Potentially that's true: it does not paint a very good picture of The Social Network's ability to target ads.
More likely, Facebook have no real content for me because noone in my list of contacts posts on Facebook anymore and Facebook push this shitty content so thier pages are not bare. Perhaps one in ten is a real ad. It's still 100% low grade ads, just 90% is Facebook trying, and failing, to drive traffic for itself.
I imagine they logged me looking at the titles long enough to write them down as active user engagement.
The first "suggested for you" piece is this link[1], about the Australian cycling team's bronze medal in the team pursuit. I'm a cyclist and Australian, and can confirm this link is interesting to me. It's from SBS, which is one of Australia's publicly funded broadcasters.
It's not a paid ad.
> More likely, Facebook have no real content for me because noone in my list of contacts posts on Facebook anymore and Facebook push this shitty content so thier pages are not bare.

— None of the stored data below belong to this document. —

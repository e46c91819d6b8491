#![deny(
    unsafe_code,
    missing_docs,
    dead_code,
    unused_results,
    non_snake_case,
    unreachable_pub
)]

//! Frame driver that runs one play session of the dungeon crawler.
//!
//! Each update advances the world by one tick, then lets the progression and
//! spawning systems react to the resulting events in that fixed order. The
//! commands they emit are applied and the events those produce are fed back
//! until the systems fall quiet.

mod config;

use std::time::Duration;

use delve_core::{Command, Dungeon, Event, FrameInput, SceneRequest};
use delve_system_procgen::generate;
use delve_system_progression::Progression;
use delve_system_spawning::Spawning;
use delve_world::{self as world, query, World};
use log::info;

pub use config::{
    ConfigError, DungeonSection, GameConfig, ProgressionSection, SpawningSection, WorldSection,
};

/// Owns the world and the systems that drive it.
#[derive(Debug)]
pub struct PlayScene {
    world: World,
    progression: Progression,
    spawning: Spawning,
}

impl PlayScene {
    /// Generates a dungeon from the configuration and starts a session in it.
    #[must_use]
    pub fn bootstrap(config: &GameConfig) -> Self {
        let dungeon = generate(&config.dungeon_config());
        info!(
            "bootstrapped dungeon with {} rooms on a {}x{} grid",
            dungeon.rooms.len(),
            dungeon.grid.width(),
            dungeon.grid.height()
        );
        Self::with_dungeon(dungeon, config)
    }

    /// Starts a session in an already built dungeon.
    #[must_use]
    pub fn with_dungeon(dungeon: Dungeon, config: &GameConfig) -> Self {
        let world_seed = config.world.seed.unwrap_or_else(rand::random);
        Self {
            world: World::new(dungeon, world_seed),
            progression: Progression::new(config.progression_config()),
            spawning: Spawning::new(config.spawning_config()),
        }
    }

    /// Advances the session by one frame and returns every event it produced.
    pub fn update(&mut self, dt: Duration, input: FrameInput) -> Vec<Event> {
        self.submit(Command::Tick { dt, input })
    }

    /// Applies an adapter command, such as a pause request, and lets the
    /// systems react to it.
    pub fn submit(&mut self, command: Command) -> Vec<Event> {
        let mut log = Vec::new();
        let mut events = Vec::new();
        world::apply(&mut self.world, command, &mut events);
        self.pump(events, &mut log);
        log
    }

    fn pump(&mut self, mut events: Vec<Event>, log: &mut Vec<Event>) {
        loop {
            if events.is_empty() {
                break;
            }
            log.extend_from_slice(&events);

            let view = query::progression_view(&self.world);
            let mut commands = Vec::new();
            self.progression.handle(&events, &view, &mut commands);
            self.spawning.handle(&events, &view, &mut commands);

            if commands.is_empty() {
                break;
            }

            events.clear();
            for command in commands {
                world::apply(&mut self.world, command, &mut events);
            }
        }
    }

    /// Read-only access to the simulated world for renderers and queries.
    #[must_use]
    pub fn world(&self) -> &World {
        &self.world
    }

    /// Banner shown when the session starts.
    #[must_use]
    pub fn welcome_banner(&self) -> &'static str {
        query::welcome_banner(&self.world)
    }
}

/// Last scene transition requested by a batch of events.
#[must_use]
pub fn requested_scene(events: &[Event]) -> Option<SceneRequest> {
    events.iter().rev().find_map(|event| match event {
        Event::SceneRequested { request } => Some(*request),
        _ => None,
    })
}

#[cfg(test)]
mod tests {
    use super::*;
    use delve_core::RoomState;

    #[test]
    fn bootstrap_starts_in_the_cleared_start_room() {
        let scene = PlayScene::bootstrap(&GameConfig::default().with_seed(3));
        let dungeon = query::dungeon(scene.world());

        assert_eq!(
            query::room_state(scene.world(), dungeon.start_room),
            Some(RoomState::Cleared)
        );
        assert!(query::run_is_live(scene.world()));
    }

    #[test]
    fn idle_frames_only_advance_time() {
        let mut scene = PlayScene::bootstrap(&GameConfig::default().with_seed(3));

        let events = scene.update(Duration::from_millis(16), FrameInput::idle());

        assert_eq!(
            events,
            vec![Event::TimeAdvanced {
                dt: Duration::from_millis(16)
            }]
        );
    }
}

Exactly. If you are only seeing junk content from your friends, then the suggested content is likely to be junk stuff that is globally popular too. That doesn't somehow make it some secret paid ad, it's just junk. Same way the old Buzzfeed listicles were junk, but popular.
> If you are so sure it's _not_ commercial content you have lost the ability to distinguish real content from adverts. That's a skill 7 years olds need to develop.
You say you and your friends don't use FB much. Whereas I do, and have spend 5 or so years going very deep on their advertising work.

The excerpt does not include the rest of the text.